Развесив белье, Коломбина возвращается в прачечную. Арлекин идет следом, неся пустую корзину, он предлагает Коломбине перекрасить ее дом. Коломбина соглашается. Арлекин тотчас же принимается за работу. Он разбирает свой фургон на части и строит из них леса вокруг прачечной. Бывший фургон словно проглотил домик Коломбины. Арлекин проворно забирается наверх. В своем разноцветном трико, с копной огненно-рыжих волос он похож на заморскую птицу, присевшую на ветку. И как будто специально для того, чтобы подчеркнуть это сходство, Арлекин задорно поет и насвистывает. Время от времени в окошко выглядывает Коломбина, и они обмениваются шутками и улыбками.
Работа продвигается быстро. И вот уже белая стена дома похожа на разноцветную палитру. Тут все цвета радуги и еще многие другие, за исключением черного, белого и серого.

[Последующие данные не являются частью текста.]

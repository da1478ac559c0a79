mod capture;
mod cli;
mod config;
mod device;
mod engine;
mod events;
mod negotiation;
mod orchestrator;
mod peer;
mod pipeline;
mod presence;
mod session;
mod signaling;
mod teardown;

#[cfg(test)]
mod testing;

use std::path::PathBuf;
use std::sync::Arc;

use anyhow::Context;
use tracing::{error, info, warn};
use tracing_subscriber::EnvFilter;

use crate::device::DeviceIdentity;
use crate::engine::{Collaborators, PermissionGrant};
use crate::orchestrator::{SessionManager, SessionReport, SessionSettings};
use crate::peer::WebRtcPeerFactory;
use crate::pipeline::{CaptureSettings, GstCaptureEngine};
use crate::presence::ProcessPresence;
use crate::signaling::WsConnector;

fn init_tracing(json: bool) {
    let builder = tracing_subscriber::fmt().with_env_filter(
        EnvFilter::try_from_default_env().unwrap_or_else(|_| EnvFilter::new("info")),
    );
    if json {
        builder.json().init();
    } else {
        builder.init();
    }
}

fn log_report(report: &SessionReport) {
    let reason = report
        .snapshot
        .stop_reason
        .map(|r| r.to_string())
        .unwrap_or_else(|| "none".to_string());
    let failures = report.teardown.failures();
    if failures > 0 {
        warn!(
            device_id = %report.device_id,
            reason = %reason,
            failures,
            "Session finished with teardown failures"
        );
    } else {
        info!(device_id = %report.device_id, reason = %reason, "Session finished");
    }
}

#[tokio::main]
async fn main() -> anyhow::Result<()> {
    // Install rustls crypto provider (needed for wss:// signaling)
    rustls::crypto::ring::default_provider()
        .install_default()
        .expect("Failed to install rustls crypto provider");

    let args = cli::parse_args()?;
    init_tracing(args.log_json);

    gstreamer::init().context("Failed to initialize GStreamer")?;

    let mut config = config::load_config(&args.config_path)?;
    args.apply(&mut config);
    if !config::report_issues(&config) {
        std::process::exit(1);
    }

    info!(
        display = %args.display,
        server_url = %config.signaling.url,
        "Starting sharecast-agent"
    );

    let collaborators = Collaborators {
        capture: Arc::new(GstCaptureEngine::new(CaptureSettings::from(&config.capture))),
        peers: Arc::new(WebRtcPeerFactory),
        signaling: Arc::new(WsConnector::new(&config.signaling)),
        presence: Arc::new(ProcessPresence::new(
            config.presence.status_file.as_ref().map(PathBuf::from),
        )),
    };
    let settings = SessionSettings {
        ice_servers: config.ice.servers(),
        identity: DeviceIdentity::detect(&config.device),
    };
    let manager = SessionManager::new(collaborators, settings);

    let handle = manager
        .start(PermissionGrant::new(args.display.clone()))
        .context("Failed to start share session")?;
    info!(device_id = %handle.device_id(), "Share session started");

    let mut states = handle.subscribe();
    tokio::spawn(async move {
        let mut last = states.borrow_and_update().state;
        while states.changed().await.is_ok() {
            let state = states.borrow_and_update().state;
            if state != last {
                info!(?state, "Session state changed");
                last = state;
            }
        }
    });

    let stop = handle.stop_handle();
    let finished = handle.wait();
    tokio::pin!(finished);

    let mut sigterm = tokio::signal::unix::signal(tokio::signal::unix::SignalKind::terminate())?;

    let report = tokio::select! {
        report = &mut finished => report,
        _ = tokio::signal::ctrl_c() => {
            info!("Received SIGINT, stopping share");
            stop.stop();
            finished.await
        }
        _ = sigterm.recv() => {
            info!("Received SIGTERM, stopping share");
            stop.stop();
            finished.await
        }
    };

    match report {
        Ok(report) => log_report(&report),
        Err(e) => error!("Session ended abnormally: {e:#}"),
    }

    info!("Agent shutdown complete");
    Ok(())
}
//! Session state model.
//!
//! All gating flags, the lifecycle state and the stop guard live in one
//! [`SessionSnapshot`] that only changes through [`Session::apply`]. Every
//! precondition check reads that one value, so single-flight, offer-once and
//! stop-once are never decided from a mix of old and new fields.

use std::fmt;

use uuid::Uuid;

/// Lifecycle states in graph order. Derived `Ord` is the progression order;
/// a session never moves to a smaller state.
#[derive(Debug, Clone, Copy, PartialEq, Eq, PartialOrd, Ord, Hash)]
pub enum SessionState {
    Idle,
    Starting,
    Negotiating,
    Active,
    Stopping,
    Stopped,
}

/// Readiness bits gating offer creation. Each is latched false→true once.
#[derive(Debug, Clone, Copy, Default, PartialEq, Eq)]
pub struct NegotiationFlags {
    pub capture_started: bool,
    pub signaling_connected: bool,
    pub share_requested: bool,
    pub offer_sent: bool,
}

#[derive(Debug, Clone, Copy, PartialEq, Eq, Hash)]
pub enum StopReason {
    /// Host asked the agent to stop
    Explicit,
    /// Signaling server sent `stopShare`
    RemoteStopShare,
    /// Capture engine reported the capture ended or was revoked
    CaptureRevoked,
    /// Capture or peer-connection setup failed
    SetupFailure,
}

impl fmt::Display for StopReason {
    fn fmt(&self, f: &mut fmt::Formatter<'_>) -> fmt::Result {
        let s = match self {
            Self::Explicit => "explicit stop",
            Self::RemoteStopShare => "remote stopShare",
            Self::CaptureRevoked => "capture revoked",
            Self::SetupFailure => "setup failure",
        };
        f.write_str(s)
    }
}

/// Inputs to the transition function.
#[derive(Debug, Clone, Copy, PartialEq, Eq)]
pub enum Transition {
    Begin,
    CaptureStarted,
    SignalingConnected,
    SignalingLost,
    ShareRequested,
    OfferSent,
    AnswerApplied,
    Stop(StopReason),
    TeardownComplete,
}

/// One consistent view of a session, published after every change.
#[derive(Debug, Clone, Copy, PartialEq, Eq)]
pub struct SessionSnapshot {
    pub id: Uuid,
    pub state: SessionState,
    pub flags: NegotiationFlags,
    /// Latched when the signaling connection drops or never opens
    pub signaling_lost: bool,
    pub stopping: bool,
    pub stop_reason: Option<StopReason>,
    pub version: u64,
}

impl SessionSnapshot {
    /// All three readiness sources are up, no offer has gone out and the
    /// session is not being torn down.
    pub fn offer_ready(&self) -> bool {
        let f = &self.flags;
        f.capture_started
            && f.signaling_connected
            && f.share_requested
            && !f.offer_sent
            && !self.signaling_lost
            && !self.stopping
    }
}

#[derive(Debug)]
pub struct Session {
    device_id: String,
    current: SessionSnapshot,
}

impl Session {
    pub fn new(device_id: impl Into<String>) -> Self {
        Self {
            device_id: device_id.into(),
            current: SessionSnapshot {
                id: Uuid::new_v4(),
                state: SessionState::Idle,
                flags: NegotiationFlags::default(),
                signaling_lost: false,
                stopping: false,
                stop_reason: None,
                version: 0,
            },
        }
    }

    pub fn id(&self) -> Uuid {
        self.current.id
    }

    pub fn device_id(&self) -> &str {
        &self.device_id
    }

    pub fn snapshot(&self) -> SessionSnapshot {
        self.current
    }

    pub fn state(&self) -> SessionState {
        self.current.state
    }

    pub fn is_stopping(&self) -> bool {
        self.current.stopping
    }

    pub fn offer_ready(&self) -> bool {
        self.current.offer_ready()
    }

    /// Apply one transition. Returns `true` if the snapshot changed.
    ///
    /// Once `stopping` is set only `TeardownComplete` is accepted. Latched
    /// flags and the stop guard ignore repeats, and the state never moves
    /// backwards.
    pub fn apply(&mut self, transition: Transition) -> bool {
        let mut next = self.current;
        if next.stopping && transition != Transition::TeardownComplete {
            return false;
        }

        match transition {
            Transition::Begin => {
                if next.state != SessionState::Idle {
                    return false;
                }
                next.state = SessionState::Starting;
            }
            Transition::CaptureStarted => next.flags.capture_started = true,
            Transition::SignalingConnected => next.flags.signaling_connected = true,
            Transition::SignalingLost => next.signaling_lost = true,
            Transition::ShareRequested => next.flags.share_requested = true,
            Transition::OfferSent => {
                if !next.offer_ready() {
                    return false;
                }
                next.flags.offer_sent = true;
                next.state = next.state.max(SessionState::Negotiating);
            }
            Transition::AnswerApplied => {
                if next.state != SessionState::Negotiating {
                    return false;
                }
                next.state = SessionState::Active;
            }
            Transition::Stop(reason) => {
                next.stopping = true;
                next.stop_reason = Some(reason);
                next.state = SessionState::Stopping;
            }
            Transition::TeardownComplete => {
                if next.state != SessionState::Stopping {
                    return false;
                }
                next.state = SessionState::Stopped;
            }
        }

        if next == self.current {
            return false;
        }
        debug_assert!(next.state >= self.current.state);
        next.version += 1;
        self.current = next;
        true
    }
}
//! Contracts between the session orchestrator and the engines it drives.
//!
//! The orchestrator only talks to capture, peer connection, signaling and
//! presence through these traits. `pipeline`, `peer`, `signaling` and
//! `presence` hold the production implementations.

use std::fmt;
use std::sync::Arc;
use std::sync::atomic::AtomicBool;
use std::time::Duration;

use async_trait::async_trait;
use bytes::Bytes;
use sharecast_protocol::{IceCandidateRecord, IceServerInfo, SessionDescription, SignalingEnvelope};
use tokio::sync::mpsc;

use crate::events::{EventSender, SessionEvent};

/// Opaque token proving the host granted screen capture. For the X11
/// pipeline it names the display to capture.
#[derive(Debug, Clone, PartialEq, Eq)]
pub struct PermissionGrant {
    token: String,
}

impl PermissionGrant {
    pub fn new(token: impl Into<String>) -> Self {
        Self {
            token: token.into(),
        }
    }

    pub fn token(&self) -> &str {
        &self.token
    }
}

/// One encoded access unit (Annex B H.264).
#[derive(Debug, Clone)]
pub struct EncodedFrame {
    pub data: Bytes,
    pub duration: Duration,
}

/// Output of a started capture.
#[derive(Debug)]
pub struct FrameSource {
    pub frames: mpsc::Receiver<EncodedFrame>,
    /// Set by the peer side on PLI/FIR; the capture engine clears it after
    /// forcing an IDR.
    pub keyframe_request: Arc<AtomicBool>,
    pub width: u32,
    pub height: u32,
    pub framerate: u32,
}

/// Callback handed to [`CaptureEngine::start`]. Firing it routes the engine's
/// stop (revoked, ended, failed) into the session's teardown path.
#[derive(Clone)]
pub struct CaptureStopSignal {
    events: EventSender,
}

impl CaptureStopSignal {
    pub fn new(events: EventSender) -> Self {
        Self { events }
    }

    pub fn fire(&self, cause: impl Into<String>) {
        self.events.emit(SessionEvent::CaptureStopped(cause.into()));
    }
}

impl fmt::Debug for CaptureStopSignal {
    fn fmt(&self, f: &mut fmt::Formatter<'_>) -> fmt::Result {
        f.debug_struct("CaptureStopSignal").finish_non_exhaustive()
    }
}

pub trait CaptureEngine: Send + Sync + 'static {
    /// Start capturing. Blocks until frames are flowing or start failed.
    fn start(&self, grant: &PermissionGrant, on_stop: CaptureStopSignal)
    -> anyhow::Result<FrameSource>;

    /// Stop the active capture. Must tolerate being called with nothing running.
    fn stop(&self) -> anyhow::Result<()>;

    /// Give the permission grant back to the host.
    fn release_permission(&self) -> anyhow::Result<()>;
}

#[async_trait]
pub trait PeerFactory: Send + Sync + 'static {
    /// Create a peer connection whose locally gathered ICE candidates are
    /// delivered as [`SessionEvent::LocalCandidate`].
    async fn create(
        &self,
        ice_servers: &[IceServerInfo],
        events: EventSender,
    ) -> anyhow::Result<Arc<dyn PeerEngine>>;
}

#[async_trait]
pub trait PeerEngine: Send + Sync {
    async fn create_offer(&self) -> anyhow::Result<SessionDescription>;
    async fn set_local_description(&self, sdp: SessionDescription) -> anyhow::Result<()>;
    async fn set_remote_description(&self, sdp: SessionDescription) -> anyhow::Result<()>;
    async fn add_ice_candidate(&self, candidate: IceCandidateRecord) -> anyhow::Result<()>;
    async fn add_track(&self, source: FrameSource) -> anyhow::Result<Box<dyn AttachedTrack>>;
    async fn close(&self) -> anyhow::Result<()>;
}

/// A frame source attached to a peer connection as a video track.
#[async_trait]
pub trait AttachedTrack: Send + Sync {
    async fn dispose(&mut self) -> anyhow::Result<()>;
}

pub trait SignalingConnector: Send + Sync + 'static {
    /// Open the signaling channel in the background. Connect-state changes and
    /// inbound envelopes arrive on `events`.
    fn connect(&self, device_id: &str, events: EventSender) -> Arc<dyn SignalSink>;
}

/// Outbound half of a signaling channel. Sending is best effort.
#[async_trait]
pub trait SignalSink: Send + Sync {
    fn send(&self, envelope: SignalingEnvelope);

    /// Close with a normal close frame and wait for the connection to wind
    /// down.
    async fn close(&self) -> anyhow::Result<()>;
}

pub trait Presence: Send + Sync + 'static {
    fn activate(&self, device_id: &str) -> anyhow::Result<()>;
    fn withdraw(&self) -> anyhow::Result<()>;
}

/// The engines a session runs against.
#[derive(Clone)]
pub struct Collaborators {
    pub capture: Arc<dyn CaptureEngine>,
    pub peers: Arc<dyn PeerFactory>,
    pub signaling: Arc<dyn SignalingConnector>,
    pub presence: Arc<dyn Presence>,
}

К тому же Арлекин ухитрился преподнести сюрприз, вернее, даже два сюрприза, доказав тем самым всем, кто в этом сомневался, что он воистину самый изобретательный и смелый маляр на свете. Во-первых, он изобразил на стене дома Коломбину в натуральную величину с бельевой корзиной на голове. Но это еще не все! Вместо того чтобы нарисовать Коломбину в ее обычном белом платье, Арлекин нарядил ее в платье из разноцветных ромбиков, удивительно похожее на его собственное трико. Это во-первых, ну а во-вторых, написав слово ПРАЧЕЧНАЯ – на белом фоне черными буквами, в точности, как было раньше, – Арлекин рядом с ним цветными буквами подрисовал слово КРАСИЛЬНЯ! Он работал так быстро, что успел все закончить до захода солнца, правда, краске предстояло еще сохнуть и сохнуть.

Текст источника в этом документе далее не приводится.